* **The task**
Write out every line from the listing below where the string "RefundRecord" is found.

* **Material for this task**
/// Gateway-side refund record.
#[derive(Debug, Clone)]
pub struct RefundRecord {
    pub refund_id: String,
    pub amount: Option<Decimal>,
    pub status: String,
}

/// Outcome of a parsed webhook event.
#[derive(Debug, Clone)]
pub enum WebhookOutcome {
    PaymentCaptured {
        transaction_id: String,
        amount: Decimal,
        invoice_id: Option<Uuid>,
        client_id: Option<Uuid>,
    },
    PaymentFailed {
        transaction_id: String,
        amount: Decimal,
        invoice_id: Option<Uuid>,
        client_id: Option<Uuid>,
    },
    Ignored {
        event: String,
    },
}

#[async_trait]
pub trait PaymentGateway: Send + Sync {
    fn kind(&self) -> Gateway;

    fn is_configured(&self) -> bool;

    async fn create_payment_link(
        &self,
        invoice: &Invoice,
        client: &Client,
    ) -> Result<PaymentLink, AppError>;

    async fn refund(
        &self,
        payment: &Payment,
        amount: Option<Decimal>,
    ) -> Result<RefundRecord, AppError>;

    fn verify_webhook_signature(&self, payload: &[u8], signature: &str) -> bool;

    fn process_webhook_event(&self, payload: &[u8]) -> Result<WebhookOutcome, AppError>;
}

/// Convert a monetary amount to the smallest currency unit.
fn to_minor_units(amount: Decimal) -> Result<u64, AppError> {
    (amount * Decimal::from(100))
        .round()
        .to_u64()
        .ok_or_else(|| AppError::BadRequest(anyhow::anyhow!("Invalid amount: {}", amount)))
}

/// Convert from the smallest currency unit.
fn from_minor_units(minor: u64) -> Decimal {
    Decimal::new(minor as i64, 2)
}

fn parse_uuid_note(notes: Option<&Value>, key: &str) -> Option<Uuid> {
    notes
        .and_then(|n| n.get(key))
        .and_then(|v| v.as_str())
        .and_then(|s| Uuid::parse_str(s).ok())
}

// =============================================================================
// Razorpay
// =============================================================================

#[derive(Debug, Deserialize)]
struct RazorpayPaymentLink {
    id: String,
    short_url: String,
}

#[derive(Debug, Deserialize)]
struct RazorpayRefund {
    id: String,
    amount: u64,
    status: String,
}

/// Razorpay client. India-focused gateway with UPI, cards, and
/// netbanking support.
pub struct RazorpayGateway {
    client: reqwest::Client,
    config: RazorpayConfig,
}

impl RazorpayGateway {
    pub fn new(config: RazorpayConfig) -> Self {
        Self {
            client: reqwest::Client::new(),
            config,
        }
    }
}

* **Exercise answer**
pub struct RefundRecord {
    ) -> Result<RefundRecord, AppError>;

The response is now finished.